The American College of Obstetrics and Gynecology recommends a BP check within 10 days postpartum for individuals with HDP.10 However, the majority of individuals with known HDP do not attend these visits.11 Remote BP monitoring has allowed for higher rates of BP screening; however, it is not universally available. Despite our relatively small sample size, a high proportion of postpartum individuals had elevated BP, those both with and without known HDP.

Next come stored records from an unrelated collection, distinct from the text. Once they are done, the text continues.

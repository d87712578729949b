//! Core renderer trait defining the 2D drawing interface.
//!
//! The trait is object safe so widgets can paint through `&mut dyn Renderer`
//! regardless of which backend the host application drives.

use crate::image::{Image, ImageScaleMode};
use crate::types::{Color, Rect, Size};

/// Statistics from a frame render.
#[derive(Debug, Clone, Copy, Default, PartialEq, Eq)]
pub struct FrameStats {
    /// Number of draw calls submitted.
    pub draw_calls: u32,
    /// Number of clip regions pushed.
    pub clips: u32,
}

/// The 2D rendering trait.
///
/// # Frame Lifecycle
///
/// ```ignore
/// renderer.begin_frame(clear_color, viewport_size);
///
/// renderer.save();
/// renderer.clip_rect(mask);
/// renderer.draw_image(&star, frame, ImageScaleMode::Fit);
/// renderer.restore();
///
/// let stats = renderer.end_frame();
/// ```
///
/// # State Stack
///
/// The renderer maintains a state stack of clip regions that can be saved
/// and restored.
pub trait Renderer {
    /// Begin a new frame, cleared to `clear_color`.
    fn begin_frame(&mut self, clear_color: Color, viewport_size: Size);

    /// End the current frame.
    ///
    /// Returns statistics about the frame that was rendered.
    fn end_frame(&mut self) -> FrameStats;

    // =========================================================================
    // State Management
    // =========================================================================

    /// Save the current render state (clip region).
    fn save(&mut self);

    /// Restore the previously saved render state.
    fn restore(&mut self);

    // =========================================================================
    // Clipping
    // =========================================================================

    /// Set a rectangular clip region.
    ///
    /// Drawing will be clipped to this rectangle, intersected with any
    /// existing clip.
    fn clip_rect(&mut self, rect: Rect);

    /// Get the current clip bounds, if any.
    fn clip_bounds(&self) -> Option<Rect>;

    // =========================================================================
    // Drawing
    // =========================================================================

    /// Fill a rectangle with a solid color.
    fn fill_rect(&mut self, rect: Rect, color: Color);

    /// Draw an image into `dest` using the given scale mode.
    fn draw_image(&mut self, image: &Image, dest: Rect, scale_mode: ImageScaleMode);
}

This project demonstrated many strengths, including serving a racially and socioeconomically diverse population, with a high burden of elevated BPs, at higher risk for maternal mortality and morbidity. There were also key engaged stakeholders, including pediatricians and maternal subspecialists, who ensured the success of this initiative. Educational sessions and identifying champions within the pediatrics clinic were essential for the success of this program. A multidisciplinary approach to maternal care offers an innovative way to address postpartum care gaps. A systematic review of postpartum care demonstrated varied rates of attendance at in-person postpartum obstetrics visits, ranging from 24.9% to 96.5%, with a mean of 72.1% while the American College of Gynecology estimates 60% attendance at a postpartum obstetric visit.10,12
Despite our success, there were challenges to implementation. Our program was launched within a resident academic clinic with frequently rotating providers, which made full integration difficult. We are working towards a system where maternal vital signs would be assessed by a medical assistant, which would provide greater consistency and sustainability with the program. Additionally, there were multiple stakeholders with varying levels of comfort with triaging hypertension and concerns about potential legal liability. To address these concerns, we held multiple educational sessions with our team and were able to shift the care after screening to the obstetric team by enrolling postpartum individuals with moderately abnormal vitals into a structured remote BP monitoring program at our institution.9 Our program was additionally limited by the existing electronic medical record’s ability to link infant and maternal charts, as vital signs were not easily documented within the maternal chart. We are developing spaces within the electronic health record that would further facilitate communication of abnormal vitals with all care providers. Finally, we do not have estimates of the proportion of postpartum individuals who declined screening or declined further management after screening.
This collaborative initiative was able to safely identify postpartum individuals with elevated BPs and ensure that they receive appropriate and timely care. Pediatricians can utilize the continuity of care provided to mother-baby dyads in the immediate newborn period to positively impact maternal health as front-line providers. By providing simultaneous newborn and maternal care, pediatricians can play a key role in addressing the maternal health crisis in the United States.
What’s New.
This study demonstrates the feasibility of a maternal blood pressure screening program within a pediatric newborn clinic. Through the screening program, we identified a significant burden of elevated blood pressures among racially and socioeconomically diverse postpartum individuals.
Footnotes
Declaration of Competing Interest
The authors declare that they have no known competing financial interests or personal relationships that could have appeared to influence the work reported in this paper.